Monday, July 06, 2015

To Do

It's summertime. I know this because I changed the calendar page to July the other day. It's also after my birthday, the traditional and somewhat scientific start to the season: the solstice. It's also about time for me to start feeling this vacation thing. It's been a couple of weeks already, and I'm still waking up with a start at six in the morning, certain that I am missing out on something. A responsibility of mine has somehow gone unchecked or forgotten. I spend the next hour or two soothing my jangled nerves and assuring my wife that I have not gone nuts. Further nuts.
It is about the architecture of my day. I tend to build from the solid base that is my job, and spread out from there. Having a job is all kinds of security for me since I have such limited imagination when it comes to things that I can do. Should do. Need to do. I like that sense of purpose. The kind of purpose that generates its own "to-do list." When I get into those vacation blurs, I try and create my own must-dos. That's why I have sanded and painted the front and back porch and steps. I have cleaned the oven. I have cleaned the grout in the bathroom tile. The plum tree out front is calling with its absurd extra branches and weed-like growth.
Every morning I get up and go for a run. I come home and write a blog. I have lunch. Then the rest of the day stretches out before me. And I think of wife and how she is able to create islands of activity in the midst of what appears to me as chaos. Events just spring up. A few quick phone calls and she is off to this or that. Sometimes work. Sometimes social. Sometimes both. Morning, noon and night, it's going on. How does she do that?

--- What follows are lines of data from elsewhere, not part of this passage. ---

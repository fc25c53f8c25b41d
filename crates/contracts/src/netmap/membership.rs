//! Working view of registered storage nodes.

use neofs_primitives::{PublicKey, PUBLIC_KEY_SIZE};
use serde::{Deserialize, Serialize};

use super::{NetmapContract, NetmapEntry, NodeInfo, NodeState, NETMAP_KEY};
use crate::context::ExecutionContext;
use crate::decision::DecisionBuilder;
use crate::error::{ContractError, ContractResult};
use crate::inner_ring;
use crate::notification::Notification;
use crate::outcome::{Outcome, Rejection, Resolution};

/// Nodes registered since deployment, not yet locked into a snapshot.
///
/// A node identity appears at most once.
#[derive(Debug, Clone, Default, PartialEq, Eq, Serialize, Deserialize)]
#[serde(transparent)]
pub struct WorkingView(Vec<NetmapEntry>);

impl WorkingView {
    pub fn entries(&self) -> &[NetmapEntry] {
        &self.0
    }

    pub fn len(&self) -> usize {
        self.0.len()
    }

    pub fn is_empty(&self) -> bool {
        self.0.is_empty()
    }

    pub fn contains(&self, key: &PublicKey) -> bool {
        self.0.iter().any(|entry| &entry.node.public_key() == key)
    }

    /// Appends `node` as online. Fails with the node's key when its identity
    /// is already present.
    pub fn insert(&mut self, node: NodeInfo) -> Result<(), PublicKey> {
        let key = node.public_key();
        if self.contains(&key) {
            return Err(key);
        }
        self.0.push(NetmapEntry {
            node,
            state: NodeState::Online,
        });
        Ok(())
    }

    /// Removes the node with identity `key`. Returns false when absent.
    pub fn remove(&mut self, key: &PublicKey) -> bool {
        let before = self.0.len();
        self.0.retain(|entry| &entry.node.public_key() != key);
        self.0.len() != before
    }

    /// Descriptors of online nodes, in registration order.
    pub fn online(&self) -> Vec<NodeInfo> {
        self.0
            .iter()
            .filter(|entry| entry.state == NodeState::Online)
            .map(|entry| entry.node.clone())
            .collect()
    }
}

impl NetmapContract {
    /// Registration request.
    ///
    /// An authority's call is a vote to add the node. A call signed by the
    /// node itself only raises an `AddPeer` notification for the inner ring.
    pub fn add_peer(
        &self,
        ctx: &mut ExecutionContext<'_>,
        node_info: Vec<u8>,
    ) -> ContractResult<Outcome> {
        const METHOD: &str = "addPeer";

        let authorities = self.inner_ring_list(ctx)?;
        let node = NodeInfo::from_bytes(node_info)?;

        match inner_ring::invoker(ctx, &authorities) {
            Some(voter) => self.vote_register(ctx, &authorities, node, voter),
            None => {
                if !ctx.check_witness(&node.public_key()) {
                    return Err(ContractError::WitnessCheckFailed { method: METHOD });
                }
                ctx.notify(Notification::AddPeer {
                    node_info: node.into_bytes(),
                });
                Ok(Outcome::Notified)
            }
        }
    }

    /// State change request. Authorities may only vote nodes offline.
    pub fn update_state(
        &self,
        ctx: &mut ExecutionContext<'_>,
        state: u8,
        public_key: &[u8],
    ) -> ContractResult<Outcome> {
        const METHOD: &str = "updateState";

        if public_key.len() != PUBLIC_KEY_SIZE {
            return Err(ContractError::invalid_argument(
                METHOD,
                format!("incorrect public key length {}", public_key.len()),
            ));
        }
        let key = PublicKey::from_bytes(public_key)?;
        let authorities = self.inner_ring_list(ctx)?;

        let Some(voter) = inner_ring::invoker(ctx, &authorities) else {
            if !ctx.check_witness(&key) {
                return Err(ContractError::WitnessCheckFailed { method: METHOD });
            }
            ctx.notify(Notification::UpdateState {
                state,
                public_key: key,
            });
            return Ok(Outcome::Notified);
        };

        match NodeState::try_from(state) {
            Ok(NodeState::Offline) => self.vote_deregister(ctx, &authorities, key, voter),
            Ok(NodeState::Online) | Err(_) => Err(ContractError::UnsupportedState {
                method: METHOD,
                state,
            }),
        }
    }

    /// Votes, as `voter`, to add `candidate` to the working view.
    ///
    /// Votes accumulate even for a node that turns out to be a duplicate;
    /// the identity check happens once the quorum is reached, and the first
    /// registration to reach it wins.
    pub fn register(
        &self,
        ctx: &mut ExecutionContext<'_>,
        candidate: NodeInfo,
        voter: PublicKey,
    ) -> ContractResult<Outcome> {
        let authorities = self.inner_ring_list(ctx)?;
        Self::ensure_authority(ctx, &authorities, &voter, "addPeer")?;
        self.vote_register(ctx, &authorities, candidate, voter)
    }

    /// Votes, as `voter`, to remove the node with identity `key`.
    pub fn deregister(
        &self,
        ctx: &mut ExecutionContext<'_>,
        key: PublicKey,
        voter: PublicKey,
    ) -> ContractResult<Outcome> {
        let authorities = self.inner_ring_list(ctx)?;
        Self::ensure_authority(ctx, &authorities, &voter, "updateState")?;
        self.vote_deregister(ctx, &authorities, key, voter)
    }

    /// Nodes registered since the contract was deployed.
    pub fn working_view_entries(
        &self,
        ctx: &ExecutionContext<'_>,
    ) -> ContractResult<WorkingView> {
        self.working_view(ctx)
    }

    fn vote_register(
        &self,
        ctx: &mut ExecutionContext<'_>,
        authorities: &[PublicKey],
        candidate: NodeInfo,
        voter: PublicKey,
    ) -> ContractResult<Outcome> {
        let id = DecisionBuilder::new("add_peer")
            .field(candidate.as_bytes())
            .finish();
        let proposal = self.proposal(ctx, "addPeer", id, voter, authorities);
        self.quorum.process(ctx, proposal, |ctx| {
            let mut view = self.working_view(ctx)?;
            if let Err(key) = view.insert(candidate) {
                return Ok(Resolution::Subsumed(Rejection::DuplicateNode { key }));
            }
            ctx.save(Self::COLUMN, NETMAP_KEY, &view)?;
            ctx.push_log("addPeer: add storage node to the network map");
            Ok(Resolution::Applied)
        })
    }

    fn vote_deregister(
        &self,
        ctx: &mut ExecutionContext<'_>,
        authorities: &[PublicKey],
        key: PublicKey,
        voter: PublicKey,
    ) -> ContractResult<Outcome> {
        let id = DecisionBuilder::new("delete").field(key).finish();
        let proposal = self.proposal(ctx, "updateState", id, voter, authorities);
        self.quorum.process(ctx, proposal, |ctx| {
            let mut view = self.working_view(ctx)?;
            if !view.remove(&key) {
                return Ok(Resolution::Subsumed(Rejection::UnknownNode { key }));
            }
            ctx.save(Self::COLUMN, NETMAP_KEY, &view)?;
            ctx.push_log("updateState: remove storage node from the network map");
            Ok(Resolution::Applied)
        })
    }
}
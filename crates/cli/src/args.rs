use std::path::PathBuf;

use anyhow::Result;
use clap::{Parser, ValueEnum};
use neofs_config::{Settings, StorageBackend};

/// Command-line arguments for `morph-replay`.
#[derive(Parser, Debug, Clone)]
#[command(
    name = "morph-replay",
    version = env!("CARGO_PKG_VERSION"),
    about = "Replays NeoFS morph governance invocations from a scenario file",
    long_about = "Deploys the netmap and alphabet contracts into a fresh store, replays every \
                  [[step]] of a TOML scenario and prints one JSON report per step."
)]
pub struct ReplayArgs {
    /// Scenario file to replay
    #[arg(value_name = "SCENARIO")]
    pub scenario: PathBuf,

    /// Settings file
    #[arg(short = 'c', long = "config", value_name = "FILE", env = "MORPH_CONFIG")]
    pub config: Option<PathBuf>,

    /// Ballot lifetime in blocks
    #[arg(long = "block-diff", value_name = "BLOCKS")]
    pub block_diff: Option<u64>,

    /// Storage backend
    #[arg(long = "backend", value_enum)]
    pub backend: Option<Backend>,

    /// Database directory for on-disk backends
    #[arg(long = "db-path", value_name = "PATH")]
    pub db_path: Option<PathBuf>,

    /// Emit log lines as JSON
    #[arg(long = "json-logs")]
    pub json_logs: bool,

    /// Pretty-print step reports
    #[arg(long = "pretty")]
    pub pretty: bool,
}

#[derive(Debug, Clone, Copy, PartialEq, Eq, ValueEnum)]
pub enum Backend {
    Memory,
    Sled,
}

impl From<Backend> for StorageBackend {
    fn from(backend: Backend) -> Self {
        match backend {
            Backend::Memory => StorageBackend::Memory,
            Backend::Sled => StorageBackend::Sled,
        }
    }
}

impl ReplayArgs {
    /// Settings from the config file, or defaults, with flag overrides applied.
    pub fn settings(&self) -> Result<Settings> {
        let mut settings = match &self.config {
            Some(path) => Settings::load(path)?,
            None => Settings::default(),
        };
        if let Some(block_diff) = self.block_diff {
            settings.governance.block_diff = block_diff;
        }
        if let Some(backend) = self.backend {
            settings.storage.backend = backend.into();
        }
        if let Some(path) = &self.db_path {
            settings.storage.path = Some(path.clone());
        }
        if self.json_logs {
            settings.logging.json = true;
        }
        settings.validate()?;
        Ok(settings)
    }
}
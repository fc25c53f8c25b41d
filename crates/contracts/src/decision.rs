//! Content-derived decision identifiers.
//!
//! Two authorities proposing the same operation must land on the same
//! ballot, so a decision id depends only on what the operation does, never on
//! who proposes it. The digest covers a domain tag plus every argument field,
//! each prefixed with its length: moving a byte from one field to the next
//! changes the id.

use std::fmt;

use neofs_primitives::Hash256;
use serde::{Deserialize, Serialize};
use sha2::{Digest, Sha256};

/// Identifier of a proposed operation.
#[derive(Clone, Copy, PartialEq, Eq, PartialOrd, Ord, Hash, Serialize, Deserialize)]
pub struct DecisionId(Hash256);

impl DecisionId {
    pub const fn from_hash(hash: Hash256) -> Self {
        Self(hash)
    }

    pub fn hash(&self) -> &Hash256 {
        &self.0
    }

    pub fn as_bytes(&self) -> &[u8] {
        self.0.as_bytes()
    }
}

impl fmt::Display for DecisionId {
    fn fmt(&self, f: &mut fmt::Formatter<'_>) -> fmt::Result {
        fmt::Display::fmt(&self.0, f)
    }
}

impl fmt::Debug for DecisionId {
    fn fmt(&self, f: &mut fmt::Formatter<'_>) -> fmt::Result {
        write!(f, "DecisionId({})", self.0)
    }
}

/// Incremental builder for [`DecisionId`].
///
/// ```
/// use neofs_contracts::DecisionBuilder;
///
/// let a = DecisionBuilder::new("epoch").u64(42).finish();
/// let b = DecisionBuilder::new("epoch").u64(42).finish();
/// let c = DecisionBuilder::new("epoch").u64(43).finish();
/// assert_eq!(a, b);
/// assert_ne!(a, c);
/// ```
#[derive(Clone)]
pub struct DecisionBuilder {
    hasher: Sha256,
}

impl DecisionBuilder {
    pub fn new(tag: &str) -> Self {
        let builder = Self {
            hasher: Sha256::new(),
        };
        builder.field(tag.as_bytes())
    }

    /// Appends a length-prefixed byte field.
    pub fn field(mut self, bytes: impl AsRef<[u8]>) -> Self {
        let bytes = bytes.as_ref();
        self.hasher.update((bytes.len() as u64).to_le_bytes());
        self.hasher.update(bytes);
        self
    }

    /// Appends every item of `fields`, preceded by their count.
    pub fn fields<I, B>(self, fields: I) -> Self
    where
        I: IntoIterator<Item = B>,
        I::IntoIter: ExactSizeIterator,
        B: AsRef<[u8]>,
    {
        let fields = fields.into_iter();
        let mut builder = self.u64(fields.len() as u64);
        for field in fields {
            builder = builder.field(field);
        }
        builder
    }

    pub fn u64(self, value: u64) -> Self {
        self.field(value.to_le_bytes())
    }

    pub fn finish(self) -> DecisionId {
        DecisionId(Hash256::new(self.hasher.finalize().into()))
    }
}
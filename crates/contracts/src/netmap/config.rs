//! Network configuration records.

use serde::{Deserialize, Serialize};
use tracing::info;

use super::{NetmapContract, CONTRACT};
use crate::context::ExecutionContext;
use crate::decision::DecisionBuilder;
use crate::error::{ContractError, ContractResult};
use crate::inner_ring;
use crate::notification::{hex_bytes, Notification};
use crate::outcome::{Outcome, Resolution};

const CONFIG_PREFIX: &[u8] = b"config";
const CONFIGURED_KEY: &[u8] = b"initconfig";

/// One configuration key and its value.
#[derive(Debug, Clone, PartialEq, Eq, Serialize, Deserialize)]
pub struct ConfigRecord {
    #[serde(with = "hex_bytes")]
    pub key: Vec<u8>,
    #[serde(with = "hex_bytes")]
    pub value: Vec<u8>,
}

fn storage_key(key: &[u8]) -> Vec<u8> {
    [CONFIG_PREFIX, key].concat()
}

impl NetmapContract {
    /// Value stored under configuration `key`.
    pub fn config(
        &self,
        ctx: &ExecutionContext<'_>,
        key: &[u8],
    ) -> ContractResult<Option<Vec<u8>>> {
        ctx.load(Self::COLUMN, &storage_key(key))
    }

    /// Every configuration record, ordered by key.
    pub fn list_config(&self, ctx: &ExecutionContext<'_>) -> ContractResult<Vec<ConfigRecord>> {
        let entries = ctx.store().scan_prefix(Self::COLUMN, CONFIG_PREFIX)?;
        let mut records = Vec::with_capacity(entries.len());
        for (stored_key, _) in entries {
            let value: Vec<u8> = ctx
                .load(Self::COLUMN, &stored_key)?
                .unwrap_or_default();
            records.push(ConfigRecord {
                key: stored_key[CONFIG_PREFIX.len()..].to_vec(),
                value,
            });
        }
        Ok(records)
    }

    /// Votes to set configuration `key` to `value`.
    ///
    /// `id` distinguishes otherwise identical requests, so the same value
    /// can be voted in again after it was changed.
    pub fn set_config(
        &self,
        ctx: &mut ExecutionContext<'_>,
        id: Vec<u8>,
        key: Vec<u8>,
        value: Vec<u8>,
    ) -> ContractResult<Outcome> {
        const METHOD: &str = "setConfig";

        let authorities = self.inner_ring_list(ctx)?;
        let voter = inner_ring::authorize(ctx, &authorities, METHOD)?;

        let decision = DecisionBuilder::new("config")
            .field(&id)
            .field(&key)
            .field(&value)
            .finish();
        let proposal = self.proposal(ctx, METHOD, decision, voter, &authorities);
        self.quorum.process(ctx, proposal, |ctx| {
            ctx.save(Self::COLUMN, &storage_key(&key), &value)?;
            ctx.push_log("setConfig: configuration has been updated");
            ctx.notify(Notification::SetConfig { id, key, value });
            Ok(Resolution::Applied)
        })
    }

    /// Installs the initial configuration from alternating keys and values.
    /// Can only run once.
    pub fn init_config(
        &self,
        ctx: &mut ExecutionContext<'_>,
        args: &[Vec<u8>],
    ) -> ContractResult<()> {
        if ctx.load::<bool>(Self::COLUMN, CONFIGURED_KEY)?.is_some() {
            return Err(ContractError::AlreadyInitialized { contract: CONTRACT });
        }
        if args.len() % 2 != 0 {
            return Err(ContractError::invalid_argument(
                "initConfig",
                "odd number of key and value arguments",
            ));
        }

        for pair in args.chunks_exact(2) {
            ctx.save(Self::COLUMN, &storage_key(&pair[0]), &pair[1])?;
        }
        ctx.save(Self::COLUMN, CONFIGURED_KEY, &true)?;

        ctx.push_log("netmap: config has been installed");
        info!(records = args.len() / 2, "netmap config installed");
        Ok(())
    }
}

She is an evolved being. That's all I can take away from this. She doesn't need someone to set an agenda for her. She can make stuff up to do that doesn't even have to be done. Meanwhile, I look with suspicion at that front gate, and the way it's hanging just a little low. And those blackberries aren't going to clear themselves. That's when I breathe a sigh of relief. Thank heavens for something else to do.